Mein erster Trainer war Jürgen Weber, ein junger Kerl, der bei uns in der Straße wohnte. Es dauerte nicht lange, bis ich sein bester Spieler wurde.

„Mario hatte unübersehbare Fähigkeiten, allen voran diesen rechten Fuß, mit dem er schon damals Tore produzierte, über die noch Wochen später gesprochen wurde. Schon in der E-Jugend spielten wir auf dem Großfeld. In einem Spiel gegen Wachenheim zirkelte Mario einen Eckball direkt ins Tor, sowas hatte ich von einem Jungen in seinem Alter zuvor noch nie gesehen.“

(Jürgen Weber)

In der Saison 1975/76 nahm mich mein Vater das erste Mal mit auf den Betzenberg. Auf mich hatte das Stadion eine geradezu magische Anziehungskraft. Der Rasen, die Banden, die Tribünen, das Flutlicht, alles. Ich sah die Männer da unten auf dem Platz und dachte: Genau das will ich auch. In der ersten Reihe der Ostkurve, direkt am Spielfeldrand, sog ich alles um mich rum auf wie ein Schwamm. Ich beobachtete alles haargenau. Wie machte sich Klaus Toppmöller warm? Wie reagierte Hans-Peter Briegel auf die Anweisungen des Trainers? Wann setzte Walter Frosch zur Grätsche an? Mir war schon als kleiner Junge völlig klar, dass auch ich Profi werden würde. Und zwar nicht nur irgendein Bundesligaspieler, sondern einer der besten.

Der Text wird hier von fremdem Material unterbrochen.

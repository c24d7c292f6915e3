//! Redis implementation of the cache store.

use std::time::Duration;

use async_trait::async_trait;
use redis::aio::ConnectionManager;
use redis::{AsyncCommands, Client};
use tracing::info;

use super::{CacheError, CacheStore};

/// Cache store backed by Redis.
///
/// Wraps a `ConnectionManager`, which multiplexes one process-wide
/// connection and reconnects transparently; cloning it per command is
/// cheap by design.
pub struct RedisCache {
    manager: ConnectionManager,
}

impl RedisCache {
    /// Connect to Redis at the given URL (e.g. `redis://localhost:6379`).
    pub async fn connect(url: &str) -> Result<Self, CacheError> {
        let client = Client::open(url).map_err(|e| CacheError::backend(e.to_string()))?;
        let manager = ConnectionManager::new(client)
            .await
            .map_err(|e| CacheError::backend(e.to_string()))?;

        info!(url = %url, "Connected to Redis");

        Ok(Self { manager })
    }
}

#[async_trait]
impl CacheStore for RedisCache {
    async fn get(&self, key: &str) -> Result<Option<String>, CacheError> {
        let mut conn = self.manager.clone();
        conn.get::<_, Option<String>>(key)
            .await
            .map_err(|e| CacheError::backend(e.to_string()))
    }

    async fn set(&self, key: &str, value: &str, ttl: Duration) -> Result<(), CacheError> {
        let mut conn = self.manager.clone();
        conn.set_ex::<_, _, ()>(key, value, ttl.as_secs())
            .await
            .map_err(|e| CacheError::backend(e.to_string()))
    }
}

Aber eigentlich gehörte mein Herz Borussia Mönchengladbach. Ich verehrte Allan Simonsen, den kleinen Dänen. Wenn ich nach Mönchengladbach fuhr, trug ich sein Trikot. Auf dem Schulhof konnte ich meine Leidenschaft für die Borussia nicht so offen zeigen, aber zu Hause schlief ich in Gladbach-Bettwäsche.

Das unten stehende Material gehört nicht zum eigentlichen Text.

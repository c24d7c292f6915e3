//! Search index error types.

use thiserror::Error;

/// Unified errors from search index operations.
///
/// Used by the `SearchIndexProvider` trait for all index operations.
/// A document that is simply absent is *not* an error; reads report that
/// as `Ok(None)` so callers can distinguish not-found from failure.
#[derive(Debug, Clone, Error)]
pub enum SearchIndexError {
    /// Failed to establish connection to the search index backend.
    #[error("Connection error: {0}")]
    ConnectionError(String),

    /// Bulk indexing operation failed.
    #[error("Bulk index error: {0}")]
    BulkIndexError(String),

    /// A search request failed.
    #[error("Search error: {0}")]
    SearchError(String),

    /// Failed to parse a response from the search index backend.
    #[error("Parse error: {0}")]
    ParseError(String),

    /// Failed to serialize data for the search index backend.
    #[error("Serialization error: {0}")]
    SerializationError(String),

    /// Failed to create a search index.
    #[error("Index creation error: {0}")]
    IndexCreationError(String),
}

impl SearchIndexError {
    /// Create a connection error.
    pub fn connection(msg: impl Into<String>) -> Self {
        Self::ConnectionError(msg.into())
    }

    /// Create a bulk index error.
    pub fn bulk_index(msg: impl Into<String>) -> Self {
        Self::BulkIndexError(msg.into())
    }

    /// Create a search error.
    pub fn search(msg: impl Into<String>) -> Self {
        Self::SearchError(msg.into())
    }

    /// Create a parse error.
    pub fn parse(msg: impl Into<String>) -> Self {
        Self::ParseError(msg.into())
    }

    /// Create a serialization error.
    pub fn serialization(msg: impl Into<String>) -> Self {
        Self::SerializationError(msg.into())
    }

    /// Create an index creation error.
    pub fn index_creation(msg: impl Into<String>) -> Self {
        Self::IndexCreationError(msg.into())
    }
}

In meinem Verein war ich bald der beste Spieler und auch außerhalb der Stadtgrenzen hatte man von mir Notiz genommen. Ich wurde erst für die Kreisauswahl und dann für die Südwestauswahl nominiert. Trotzdem spielte ich mit 15 immer noch beim VfL Neustadt. Aber das sollte sich ändern und der Mann, der daran den größten Anteil hatte, hieß Hans-Günther Neues. Er erkannte als Erster mein Potenzial, es sogar zu den Profis schaffen zu können – und er verfügte über die richtigen Verbindungen. Neues organisierte ein Freundschaftsspiel zwischen dem VfL Neustadt und dem FCK und stellte mich vor den Augen der anwesenden Verantwortlichen aus Kaiserslautern auf meiner angestammten Position als Libero auf. Ich machte ein gutes Spiel, verschuldete allerdings auch einen Elfmeter. Nach dem Spiel zogen sich die Herren vom FCK zurück. Banges Warten vor der Umkleidekabine. Schließlich war die Beratung vorüber und man teilte mir mit, dass man mich für die A-Jugend haben wollte. Der nächste Schritt auf der Karriereleiter!